Купцы же заблокировали идею объединения трех сословий в одно городское (третье) из-за своих “морковок”. Еще Екатерина II установила, что за 10-20 лет “беспорочной торговли или мануфактурного дела” купцы именным указом царицы получали особый “экономический титул” - коммерц-советник или мануфактур-советник. Дальше шла следующая ступенька – уже в сословие потомственных почетных граждан для себя и своих детей. А такое “гражданство” открывало дорогу и на государственную службу, и к орденам – словом, делало статус вчерашнего крепостного мужика полу-дворянским. И если иметь в виду, что “потомственного почетного гражданина” власти щедро раздавали детям личных дворян, выпускникам университетов, ученым, художникам, артистам, то такой Африкан Саввич вдруг оказывался “из грязи в князи” - какое ему гражданское общество, права человека, все эти “французские штучки”. Царю да Отечеству надо служить, а не конституции, и тебе воздастся.

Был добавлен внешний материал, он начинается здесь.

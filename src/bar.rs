//! Grouped and stacked bar charts.

use crate::backend::RenderBackend;
use crate::config::BarChartOptions;
use crate::error::{PlotError, Result};
use crate::figure::{Axis, Bar, BarSeries, Decorations, ErrorBars, Figure, Tick};
use crate::layout::{BarLayout, LayoutParams};
use crate::style::Orientation;
use plotters::style::{Color, RGBAColor};

/// Plot a bar chart into a fresh [`Figure`].
///
/// `series[i][c]` is the value of series `i` in category `c`; every series
/// must have the same number of categories. See [`BarChartOptions`] for the
/// styling lists, which must each hold one entry per series.
///
/// ```
/// use ss_plot::{BarChartOptions, plot_bar_graph};
///
/// let opts = BarChartOptions {
///     series_colors: vec!["red".into(), "blue".into()],
///     ..Default::default()
/// };
/// let fig = plot_bar_graph(&[vec![1.0, 2.0, 3.0], vec![4.0, 5.0, 6.0]], &opts)?;
/// assert_eq!(fig.bars.len(), 2);
/// assert_eq!(fig.decorations.x_axis.ticks.as_ref().map(Vec::len), Some(3));
/// # Ok::<(), ss_plot::PlotError>(())
/// ```
pub fn plot_bar_graph(series: &[Vec<f64>], opts: &BarChartOptions) -> Result<Figure> {
    let mut fig = Figure::new();
    plot_bar_graph_on(&mut fig, series, opts)?;
    Ok(fig)
}

/// Same as [`plot_bar_graph`] but draws on any backend and returns the layout.
pub fn plot_bar_graph_on<B: RenderBackend + ?Sized>(
    backend: &mut B,
    series: &[Vec<f64>],
    opts: &BarChartOptions,
) -> Result<BarLayout> {
    let styles = SeriesStyles::resolve(&*backend, series, opts)?;
    let num_series = series.len();
    let num_categories = series[0].len();
    let layout = BarLayout::new(num_series, num_categories, LayoutParams::from(opts));

    let orientation = if opts.horizontal {
        Orientation::Horizontal
    } else {
        Orientation::Vertical
    };

    // running totals for stacked bars, split by sign
    let mut positive = vec![0.0f64; num_categories];
    let mut negative = vec![0.0f64; num_categories];

    for (idx, values) in series.iter().enumerate() {
        let bars: Vec<Bar> = values
            .iter()
            .enumerate()
            .map(|(c, &value)| {
                let base = if opts.stacked {
                    let total = if value >= 0.0 {
                        &mut positive[c]
                    } else {
                        &mut negative[c]
                    };
                    let base = *total;
                    *total += value;
                    base
                } else {
                    0.0
                };
                Bar {
                    start: layout.bar_start(c, idx),
                    width: opts.barwidth,
                    base,
                    value,
                }
            })
            .collect();

        let err_points: Option<Vec<(f64, f64, f64)>> = styles.errs[idx].as_ref().map(|errs| {
            bars.iter()
                .zip(errs)
                .map(|(bar, &err)| match orientation {
                    Orientation::Vertical => (bar.center(), bar.top(), err),
                    Orientation::Horizontal => (bar.top(), bar.center(), err),
                })
                .collect()
        });
        backend.draw_bars(BarSeries {
            label: styles.labels[idx].clone(),
            color: styles.colors[idx],
            orientation,
            bars,
        });
        if let Some(points) = err_points {
            backend.draw_error_bars(ErrorBars {
                color: styles.err_colors[idx],
                orientation,
                points,
            });
        }
    }

    let ticks = if opts.series_use_labels {
        labeled_ticks(layout.series_ticks(), opts.series_labels.as_deref())
    } else if opts.category_ticks {
        labeled_ticks(layout.category_ticks(), opts.category_labels.as_deref())
    } else {
        Vec::new()
    };
    let category_axis = Axis {
        limits: Some(layout.axis_limits()),
        ticks: Some(ticks),
        ..Axis::default()
    };
    let value_axis = Axis::default();
    let (mut x_axis, mut y_axis) = match orientation {
        Orientation::Vertical => (category_axis, value_axis),
        Orientation::Horizontal => (value_axis, category_axis),
    };
    x_axis.label = opts.plot_xlabel.clone();
    y_axis.label = opts.plot_ylabel.clone();
    y_axis.inverted = opts.plot_yinvert;

    backend.decorate(Decorations {
        title: opts.plot_title.clone(),
        x_axis,
        y_axis,
        legend: opts.legend_location,
        fontsize: opts.fontsize,
        legend_fontsize: opts.legend_fontsize,
        tick_locale: opts.tick_locale.clone(),
    });

    if let Some(path) = &opts.savefile {
        backend.save_figure(path, opts.savefile_size)?;
    }
    if opts.show_plot {
        backend.show()?;
    }
    Ok(layout)
}

fn labeled_ticks(positions: Vec<f64>, labels: Option<&[String]>) -> Vec<Tick> {
    positions
        .into_iter()
        .enumerate()
        .map(|(i, position)| Tick {
            position,
            label: labels.and_then(|l| l.get(i)).cloned(),
        })
        .collect()
}

/// Per-series styling, validated and with colors resolved.
struct SeriesStyles {
    colors: Vec<RGBAColor>,
    err_colors: Vec<RGBAColor>,
    labels: Vec<Option<String>>,
    errs: Vec<Option<Vec<f64>>>,
}

impl SeriesStyles {
    fn resolve<B: RenderBackend + ?Sized>(
        backend: &B,
        series: &[Vec<f64>],
        opts: &BarChartOptions,
    ) -> Result<Self> {
        if series.is_empty() {
            return Err(PlotError::EmptySeries);
        }
        let n = series.len();
        let m = series[0].len();

        PlotError::check_len("series_colors", n, opts.series_colors.len())?;
        if let Some(labels) = &opts.series_labels {
            PlotError::check_len("series_labels", n, labels.len())?;
        }
        if let Some(errs) = &opts.series_errs {
            PlotError::check_len("series_errs", n, errs.len())?;
        }
        if let Some(err_colors) = &opts.series_err_colors {
            PlotError::check_len("series_err_colors", n, err_colors.len())?;
        }
        if let Some(emphasis) = &opts.series_color_emphasis {
            PlotError::check_len("series_color_emphasis", n, emphasis.len())?;
        }
        if let Some(style) = &opts.series_style {
            PlotError::check_len("series_style", n, style.len())?;
        }
        for values in series {
            PlotError::check_len("series categories", m, values.len())?;
        }
        if let Some(errs) = &opts.series_errs {
            for e in errs.iter().flatten() {
                PlotError::check_len("series_errs entry", m, e.len())?;
            }
        }
        if let Some(labels) = &opts.category_labels {
            PlotError::check_len("category_labels", m, labels.len())?;
        }
        if opts.series_use_labels && m > 1 {
            return Err(PlotError::InvalidLabelUsage { categories: m });
        }
        for (name, value) in [
            ("barwidth", opts.barwidth),
            ("series_padding", opts.series_padding),
            ("category_padding", opts.category_padding),
            ("xpadding", opts.xpadding),
        ] {
            if !value.is_finite() || value < 0.0 {
                return Err(PlotError::InvalidParameter { name, value });
            }
        }
        for (name, value) in [
            ("fontsize", opts.fontsize),
            ("legend_fontsize", opts.legend_fontsize),
        ] {
            if !value.is_finite() || value <= 0.0 {
                return Err(PlotError::InvalidParameter { name, value });
            }
        }

        let mut colors = Vec::with_capacity(n);
        let mut err_colors = Vec::with_capacity(n);
        let mut labels = Vec::with_capacity(n);
        for idx in 0..n {
            let emphasis = opts
                .series_color_emphasis
                .as_ref()
                .is_some_and(|e| e[idx]);
            let style = opts.series_style.as_ref().map(|s| &s[idx]);
            let color_name = style
                .and_then(|s| s.color.as_deref())
                .unwrap_or(&opts.series_colors[idx]);
            let mut color = backend.resolve_color(color_name, emphasis)?;
            if let Some(alpha) = style.and_then(|s| s.alpha) {
                if !(0.0..=1.0).contains(&alpha) {
                    return Err(PlotError::InvalidParameter {
                        name: "series_style alpha",
                        value: alpha,
                    });
                }
                color = color.mix(alpha);
            }
            colors.push(color);

            let err_name = opts
                .series_err_colors
                .as_ref()
                .map_or("black", |c| c[idx].as_str());
            err_colors.push(backend.resolve_color(err_name, false)?);

            let label = style
                .and_then(|s| s.label.clone())
                .or_else(|| opts.series_labels.as_ref().map(|l| l[idx].clone()))
                .filter(|l| !l.is_empty());
            labels.push(label);
        }
        let errs = opts
            .series_errs
            .clone()
            .unwrap_or_else(|| vec![None; n]);

        Ok(Self {
            colors,
            err_colors,
            labels,
            errs,
        })
    }
}
//! Axis coordinate mapping and tick label formatting.

use crate::figure::Axis;
use crate::style::AxisScale;
use num_format::{Locale, ToFormattedString};

/// Map a user-provided locale tag to a `num_format::Locale` and its decimal separator char.
///
/// Supported tags (case-insensitive): `en`, `us`, `en_US`, `de`, `de_DE`, `german`,
/// `fr`, `es`, `it`, `pt`, `nl`. Defaults to English.
pub fn map_locale(tag: &str) -> (&'static Locale, char) {
    match tag.to_lowercase().as_str() {
        "de" | "de_de" | "german" => (&Locale::de, ','),
        "fr" | "fr_fr" => (&Locale::fr, ','),
        "es" | "es_es" => (&Locale::es, ','),
        "it" | "it_it" => (&Locale::it, ','),
        "pt" | "pt_pt" | "pt_br" => (&Locale::pt, ','),
        "nl" | "nl_nl" => (&Locale::nl, ','),
        _ => (&Locale::en, '.'), // default
    }
}

/// Format a tick value: precision shrinks as magnitude grows, thousands are grouped.
pub fn format_tick(v: f64, locale: &Locale, dec_sep: char) -> String {
    let a = v.abs();
    if a >= 1000.0 {
        return (v.round() as i64).to_formatted_string(locale);
    }
    let prec = if a >= 100.0 || a == 0.0 {
        0
    } else if a >= 10.0 {
        1
    } else if a >= 0.01 {
        2
    } else {
        // tiny values only show up on log axes
        return format!("{v:.0e}");
    };
    let s = format!("{:.*}", prec, v);
    if dec_sep == '.' {
        s
    } else {
        s.replace('.', &dec_sep.to_string())
    }
}

/// Data value <-> chart coordinate mapping of one axis.
///
/// Log axes plot `log10(v)`, inverted axes plot `-v`; plotters then only
/// ever sees a plain linear range.
#[derive(Debug, Clone, Copy, PartialEq)]
pub struct AxisMap {
    pub scale: AxisScale,
    pub inverted: bool,
}

impl AxisMap {
    pub fn for_axis(axis: &Axis) -> Self {
        Self {
            scale: axis.scale,
            inverted: axis.inverted,
        }
    }

    /// `None` when the value cannot be shown (non-positive on a log axis).
    pub fn to_coord(&self, v: f64) -> Option<f64> {
        let c = match self.scale {
            AxisScale::Linear => v,
            AxisScale::Log if v > 0.0 => v.log10(),
            AxisScale::Log => return None,
        };
        c.is_finite()
            .then_some(if self.inverted { -c } else { c })
    }

    pub fn from_coord(&self, c: f64) -> f64 {
        let c = if self.inverted { -c } else { c };
        match self.scale {
            AxisScale::Linear => c,
            AxisScale::Log => 10f64.powf(c),
        }
    }

    /// Chart range for this axis: explicit limits when usable, else the data
    /// extent with 5% headroom on both ends.
    pub fn range(&self, limits: Option<(f64, f64)>, data: &[f64]) -> (f64, f64) {
        if let Some((lo, hi)) = limits
            && let (Some(a), Some(b)) = (self.to_coord(lo), self.to_coord(hi))
            && a != b
        {
            return (a.min(b), a.max(b));
        }
        let coords = data.iter().filter_map(|&v| self.to_coord(v));
        let (lo, hi) = coords.fold((f64::INFINITY, f64::NEG_INFINITY), |(lo, hi), c| {
            (lo.min(c), hi.max(c))
        });
        if !lo.is_finite() || !hi.is_finite() {
            return (0.0, 1.0);
        }
        if (hi - lo).abs() < f64::EPSILON {
            return (lo - 1.0, hi + 1.0);
        }
        let pad = 0.05 * (hi - lo);
        (lo - pad, hi + pad)
    }
}

#[cfg(test)]
mod tests {
    use super::*;

    #[test]
    fn locale_grouping() {
        let (en_locale, dot) = map_locale("en");
        let (de_locale, comma) = map_locale("DE");
        assert_eq!(format_tick(30000.0, en_locale, dot), "30,000");
        assert_eq!(format_tick(30000.0, de_locale, comma), "30.000");
        assert_eq!(format_tick(2.5, de_locale, comma), "2,50");
        assert_eq!(format_tick(12.34, en_locale, dot), "12.3");
        assert_eq!(format_tick(0.0, en_locale, dot), "0");
    }

    #[test]
    fn log_axis_drops_non_positive() {
        let map = AxisMap {
            scale: AxisScale::Log,
            inverted: false,
        };
        assert!((map.to_coord(100.0).unwrap() - 2.0).abs() < 1e-12);
        assert_eq!(map.to_coord(0.0), None);
        assert_eq!(map.to_coord(-3.0), None);
        assert!((map.from_coord(3.0) - 1000.0).abs() < 1e-9);
    }

    #[test]
    fn inverted_axis_round_trips() {
        let map = AxisMap {
            scale: AxisScale::Linear,
            inverted: true,
        };
        assert_eq!(map.to_coord(4.0), Some(-4.0));
        assert_eq!(map.from_coord(-4.0), 4.0);
        assert_eq!(map.range(Some((0.0, 10.0)), &[]), (-10.0, 0.0));
    }

    #[test]
    fn range_pads_data_and_handles_flat_data() {
        let map = AxisMap {
            scale: AxisScale::Linear,
            inverted: false,
        };
        assert_eq!(map.range(None, &[0.0, 10.0]), (-0.5, 10.5));
        assert_eq!(map.range(None, &[3.0, 3.0]), (2.0, 4.0));
        assert_eq!(map.range(None, &[]), (0.0, 1.0));
        // unusable limits fall back to the data
        assert_eq!(map.range(Some((1.0, 1.0)), &[0.0, 10.0]), (-0.5, 10.5));
    }
}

Что касается ку\пцов 1-й гильдии, то и у них была своя “морковка”: чин “бирюзового генерала”. Так в просторечье именовался чин “действительного статского советника” (генерал-майора) по петровской “Табели о рангах” за бирюзовые обшлага его вицмундира, положенного по чину.
Как получался этот чин? Очень просто – через меценатство: надо было собрать коллекцию антикварных или раритетных изделий (книг, фарфора, восточных изделий, монет и т.д.) и затем подарить ее непременно императорскому (т.е. “казенному”) учреждению – университету или Академии наук.
За такой дар указом царя и давался чин “бирюзового генерала”. А он открывал путь к назначению в Государственный совет или Сенат, или в иное “присутствие”. А это “присутствие” в свою очередь давало жалование до 40 тыс. в год (учитель или городовой получали 4 тыс.) – не торгуй, не крутись на фабрике, совсем как в рекламе: “Мы сидим, а денежки идут…”
Известный купец, московский голова и министр в правительстве адмирала А.В. Колчака Павел Бурышкин в своей эмигрантской книге воспоминаний “Москва купеческая” сильно осуждал эту “бирюзовую морковку”: разлагала она купцов, выводила из дела, обращала в чиновников.
Один такой купец – Бахрушин, дважды стал за свой известный театральный музей коллекции в Москве “бирюзовым” - сначала при Николае II, затем при большевиках (Сталинская премия).